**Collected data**
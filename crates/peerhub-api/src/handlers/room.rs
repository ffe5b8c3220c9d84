//! Room lifecycle handlers.

use axum::Json;
use axum::extract::{Path, State};

use peerhub_core::error::AppError;
use peerhub_core::types::{InvalidRoomReason, RoomId, RoomValidation};

use crate::dto::response::{CreateRoomResponse, RoomResponse};
use crate::error::ApiError;
use crate::state::AppState;

/// POST /api/rooms
pub async fn create_room(
    State(state): State<AppState>,
) -> Result<Json<CreateRoomResponse>, ApiError> {
    let room = state.rooms.create_room().await?;
    Ok(Json(CreateRoomResponse {
        room_id: room.id,
        expires_at: room.expires_at,
    }))
}

/// GET /api/rooms/{id}
pub async fn get_room(
    State(state): State<AppState>,
    Path(room_id): Path<String>,
) -> Result<Json<RoomResponse>, ApiError> {
    let room_id = RoomId::from(room_id);
    let room = state
        .rooms
        .get_room(&room_id)
        .await?
        .ok_or_else(|| room_error(&room_id, InvalidRoomReason::NotFound))?;

    if let Some(reason) = room.invalid_reason(chrono::Utc::now()) {
        return Err(room_error(&room_id, reason).into());
    }

    Ok(Json(RoomResponse {
        room_id: room.id,
        created_at: room.created_at,
        expires_at: room.expires_at,
    }))
}

/// GET /api/rooms/{id}/validate
///
/// Always 200: validation outcomes are data for the join screen, not
/// transport errors.
pub async fn validate_room(
    State(state): State<AppState>,
    Path(room_id): Path<String>,
) -> Result<Json<RoomValidation>, ApiError> {
    let room_id = RoomId::from(room_id);
    let validation = state.rooms.validate(&room_id).await?;
    Ok(Json(validation))
}

/// Build the user-facing error for an unusable room. Each reason gets
/// its own message so the join step can show why.
pub(crate) fn room_error(room_id: &RoomId, reason: InvalidRoomReason) -> AppError {
    match reason {
        InvalidRoomReason::NotFound => {
            AppError::not_found(format!("Room '{room_id}' does not exist"))
        }
        InvalidRoomReason::Expired => {
            AppError::expired(format!("Room '{room_id}' has expired"))
        }
        InvalidRoomReason::Inactive => {
            AppError::inactive(format!("Room '{room_id}' is no longer active"))
        }
    }
}
//! Durable room storage trait.

use async_trait::async_trait;
use chrono::{DateTime, Utc};

use crate::result::AppResult;
use crate::types::{Room, RoomId};

/// Trait for durable room storage (PostgreSQL in production, in-memory
/// for tests and single-node fallback).
///
/// The store persists rooms verbatim; the usability predicate lives on
/// [`Room`] and is applied by the registry service, so every caller
/// sees identical expiry semantics.
#[async_trait]
pub trait RoomStore: Send + Sync + std::fmt::Debug + 'static {
    /// Persist a new room. Returns `false` without writing when the id
    /// already exists (the caller decides whether to retry with a fresh
    /// id); any other failure is a storage error, never silently retried.
    async fn insert(&self, room: &Room) -> AppResult<bool>;

    /// Fetch a room by its public id.
    async fn find_by_id(&self, id: &RoomId) -> AppResult<Option<Room>>;

    /// Flip a room's active flag off. Returns false if the room is absent.
    async fn deactivate(&self, id: &RoomId) -> AppResult<bool>;

    /// Physically delete rooms whose expiry is older than `cutoff`,
    /// returning the ids removed so dependent state can be purged.
    async fn delete_expired(&self, cutoff: DateTime<Utc>) -> AppResult<Vec<RoomId>>;

    /// Check that the backing store is reachable.
    async fn health_check(&self) -> AppResult<bool>;
}
//! Client network identity extractor for rate limiting.

use std::convert::Infallible;
use std::net::SocketAddr;

use axum::extract::{ConnectInfo, FromRequestParts};
use axum::http::request::Parts;

/// The client's network identity, used as one dimension of the
/// rate-limit key.
///
/// Prefers the first `X-Forwarded-For` hop (the service is expected to
/// sit behind a reverse proxy), falling back to the peer socket
/// address. Extraction never fails; an unknown identity still rate
/// limits, just in a shared bucket.
#[derive(Debug, Clone)]
pub struct ClientIp(pub String);

impl ClientIp {
    /// The identity as a string slice.
    pub fn as_str(&self) -> &str {
        &self.0
    }
}

impl<S> FromRequestParts<S> for ClientIp
where
    S: Send + Sync,
{
    type Rejection = Infallible;

    async fn from_request_parts(parts: &mut Parts, _state: &S) -> Result<Self, Self::Rejection> {
        if let Some(forwarded) = parts
            .headers
            .get("x-forwarded-for")
            .and_then(|v| v.to_str().ok())
        {
            if let Some(first) = forwarded.split(',').next() {
                let first = first.trim();
                if !first.is_empty() {
                    return Ok(Self(first.to_string()));
                }
            }
        }

        let addr = parts
            .extensions
            .get::<ConnectInfo<SocketAddr>>()
            .map(|info| info.0.ip().to_string())
            .unwrap_or_else(|| "unknown".to_string());
        Ok(Self(addr))
    }
}
//! The per-participant presence agent state machine.
//!
//! `Initializing -> Announcing -> Steady -> Disconnected`. In `Steady`
//! two independent timers run concurrently: self-announce keeps this
//! participant's record alive, discovery-poll dials newly seen peers.
//! A slow announce never delays the next poll tick.

use std::sync::Arc;
use std::time::Duration;

use tokio::sync::{Mutex, watch};
use tokio::task::JoinHandle;
use tokio::time::{MissedTickBehavior, interval};
use tracing::{debug, info, warn};

use peerhub_core::config::agent::AgentConfig;
use peerhub_core::error::AppError;
use peerhub_core::result::AppResult;
use peerhub_core::types::{EndpointId, ParticipantId, RoomId};

use crate::client::RendezvousClient;
use crate::identity::IdentityStore;
use crate::orchestrator::ConnectionOrchestrator;
use crate::transport::{LocalMedia, PeerTransport};

/// Agent lifecycle states.
#[derive(Debug, Clone, Copy, PartialEq, Eq)]
pub enum AgentState {
    /// Not in a room.
    Idle,
    /// Acquiring identity and local media.
    Initializing,
    /// First announce in flight.
    Announcing,
    /// Announce and poll loops running.
    Steady,
    /// Left the room.
    Disconnected,
}

struct ActiveRoom {
    room_id: RoomId,
    participant_id: ParticipantId,
    media: LocalMedia,
    shutdown: watch::Sender<bool>,
    tasks: Vec<JoinHandle<()>>,
}

/// One participant's presence agent.
pub struct PresenceAgent {
    client: Arc<RendezvousClient>,
    transport: Arc<dyn PeerTransport>,
    identities: IdentityStore,
    orchestrator: Arc<ConnectionOrchestrator>,
    config: AgentConfig,
    state: watch::Sender<AgentState>,
    active: Mutex<Option<ActiveRoom>>,
}

impl PresenceAgent {
    /// Build an agent over the given transport.
    pub fn new(config: AgentConfig, transport: Arc<dyn PeerTransport>) -> AppResult<Self> {
        let client = Arc::new(RendezvousClient::new(&config)?);
        let identities = IdentityStore::new(config.identity_dir.clone());
        let orchestrator = Arc::new(ConnectionOrchestrator::new(
            Arc::clone(&transport),
            config.max_recovery_attempts,
        ));
        let (state, _) = watch::channel(AgentState::Idle);
        Ok(Self {
            client,
            transport,
            identities,
            orchestrator,
            config,
            state,
            active: Mutex::new(None),
        })
    }

    /// Current lifecycle state.
    pub fn state(&self) -> AgentState {
        *self.state.borrow()
    }

    /// The rendezvous client, for callers that also need direct API
    /// access (creating a room before joining it).
    pub fn client(&self) -> &RendezvousClient {
        &self.client
    }

    /// The local session table.
    pub fn orchestrator(&self) -> &ConnectionOrchestrator {
        &self.orchestrator
    }

    /// Join a room: acquire identity and media, publish presence, then
    /// start the announce and poll loops.
    ///
    /// A failed first announce is terminal for the join (the room is
    /// dead or rejecting us) and surfaced immediately, never retried in
    /// a loop.
    pub async fn join(&self, room_id: RoomId) -> AppResult<ParticipantId> {
        let mut active = self.active.lock().await;
        if active.is_some() {
            return Err(AppError::session("Already in a room; leave it first"));
        }

        self.state.send_replace(AgentState::Initializing);
        let participant_id = self.identities.load_or_create(&room_id).await?;
        let media = self.transport.acquire_media().await?;

        self.state.send_replace(AgentState::Announcing);
        let endpoint_id = EndpointId::for_participant(&room_id, &participant_id);
        let participant_id = match self
            .client
            .announce(&room_id, Some(&participant_id), &endpoint_id)
            .await
        {
            Ok(id) => id,
            Err(e) => {
                self.transport.release_media(media).await;
                self.state.send_replace(AgentState::Disconnected);
                return Err(e);
            }
        };

        let (shutdown, _) = watch::channel(false);
        let tasks = vec![
            tokio::spawn(announce_loop(
                Arc::clone(&self.client),
                room_id.clone(),
                participant_id.clone(),
                endpoint_id,
                Duration::from_secs(self.config.announce_interval_seconds),
                shutdown.subscribe(),
            )),
            tokio::spawn(poll_loop(
                Arc::clone(&self.client),
                Arc::clone(&self.orchestrator),
                room_id.clone(),
                participant_id.clone(),
                media.clone(),
                Duration::from_secs(self.config.poll_interval_seconds),
                shutdown.subscribe(),
            )),
            tokio::spawn(incoming_loop(
                Arc::clone(&self.transport),
                Arc::clone(&self.orchestrator),
                room_id.clone(),
                participant_id.clone(),
                media.clone(),
                shutdown.subscribe(),
            )),
        ];

        info!(room_id = %room_id, participant_id = %participant_id, "Joined room");
        *active = Some(ActiveRoom {
            room_id,
            participant_id: participant_id.clone(),
            media,
            shutdown,
            tasks,
        });
        self.state.send_replace(AgentState::Steady);
        Ok(participant_id)
    }

    /// Leave the current room: stop both loops, close every peer
    /// session, retract presence best-effort, release media, and clear
    /// the persisted identity. Idempotent when not joined.
    pub async fn leave(&self) -> AppResult<()> {
        let mut active = self.active.lock().await;
        let Some(room) = active.take() else {
            return Ok(());
        };

        // Cancel timers and in-flight requests so a late response
        // cannot resurrect stale session state after we leave.
        let _ = room.shutdown.send(true);
        for task in room.tasks {
            task.abort();
        }
        self.orchestrator.close_all();

        // Fire-and-forget: removal failure must not block teardown;
        // the record expires on its own anyway.
        let client = Arc::clone(&self.client);
        let room_id = room.room_id.clone();
        let participant_id = room.participant_id.clone();
        tokio::spawn(async move {
            if let Err(e) = client.remove_presence(&room_id, &participant_id).await {
                debug!(room_id = %room_id, error = %e, "Best-effort presence removal failed");
            }
        });

        self.transport.release_media(room.media).await;

        // Only an explicit leave forgets the identity; an incidental
        // reload rejoins as the same participant.
        if let Err(e) = self.identities.clear(&room.room_id).await {
            warn!(room_id = %room.room_id, error = %e, "Failed to clear persisted identity");
        }

        info!(room_id = %room.room_id, "Left room");
        self.state.send_replace(AgentState::Disconnected);
        Ok(())
    }
}

/// Re-publish presence on a fixed interval well inside the record TTL.
/// Individual failures are logged and retried on the next tick.
async fn announce_loop(
    client: Arc<RendezvousClient>,
    room_id: RoomId,
    participant_id: ParticipantId,
    endpoint_id: EndpointId,
    period: Duration,
    mut shutdown: watch::Receiver<bool>,
) {
    let mut ticker = interval(period);
    ticker.set_missed_tick_behavior(MissedTickBehavior::Delay);
    // The join already announced; skip the interval's immediate tick.
    ticker.tick().await;

    loop {
        tokio::select! {
            _ = shutdown.changed() => return,
            _ = ticker.tick() => {
                if let Err(e) = client
                    .announce(&room_id, Some(&participant_id), &endpoint_id)
                    .await
                {
                    warn!(room_id = %room_id, error = %e, "Presence announce failed; will retry next tick");
                }
            }
        }
    }
}

/// Fetch the live presence list on a fixed interval and dial every peer
/// present in the fetch but absent from the local session table.
///
/// The converse is deliberate: peers absent from a fetch but present
/// locally are left alone — the transport's own close signaling retires
/// them. A poll miss does not mean the peer is gone.
async fn poll_loop(
    client: Arc<RendezvousClient>,
    orchestrator: Arc<ConnectionOrchestrator>,
    room_id: RoomId,
    participant_id: ParticipantId,
    media: LocalMedia,
    period: Duration,
    mut shutdown: watch::Receiver<bool>,
) {
    let mut ticker = interval(period);
    ticker.set_missed_tick_behavior(MissedTickBehavior::Delay);

    loop {
        tokio::select! {
            _ = shutdown.changed() => return,
            _ = ticker.tick() => {
                let entries = match client.list_presence(&room_id).await {
                    Ok(entries) => entries,
                    Err(e) => {
                        warn!(room_id = %room_id, error = %e, "Presence poll failed; will retry next tick");
                        continue;
                    }
                };

                for entry in entries {
                    if entry.participant_id == participant_id
                        || orchestrator.contains(&entry.participant_id)
                    {
                        continue;
                    }
                    if let Err(e) = orchestrator
                        .connect(entry.participant_id.clone(), entry.endpoint_id, &media)
                        .await
                    {
                        warn!(peer = %entry.participant_id, error = %e, "Failed to open session with discovered peer");
                    }
                }
            }
        }
    }
}

/// Accept inbound calls and hand them to the orchestrator.
async fn incoming_loop(
    transport: Arc<dyn PeerTransport>,
    orchestrator: Arc<ConnectionOrchestrator>,
    room_id: RoomId,
    participant_id: ParticipantId,
    media: LocalMedia,
    mut shutdown: watch::Receiver<bool>,
) {
    loop {
        tokio::select! {
            _ = shutdown.changed() => return,
            incoming = transport.next_incoming() => {
                let Some(call) = incoming else { return };
                match call.endpoint_id.participant_in(&room_id) {
                    Some(peer) if peer != participant_id => {
                        orchestrator.adopt(peer, call.endpoint_id, call.session, &media);
                    }
                    _ => {
                        warn!(endpoint_id = %call.endpoint_id, "Dropping call from foreign or malformed endpoint");
                        call.session.closer().close();
                    }
                }
            }
        }
    }
}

**PROBLEM DETAILS**
Your answer should consist of every line from the entries that holds "will".

**TASK ANSWER**
                    warn!(room_id = %room_id, error = %e, "Presence announce failed; will retry next tick");
                        warn!(room_id = %room_id, error = %e, "Presence poll failed; will retry next tick");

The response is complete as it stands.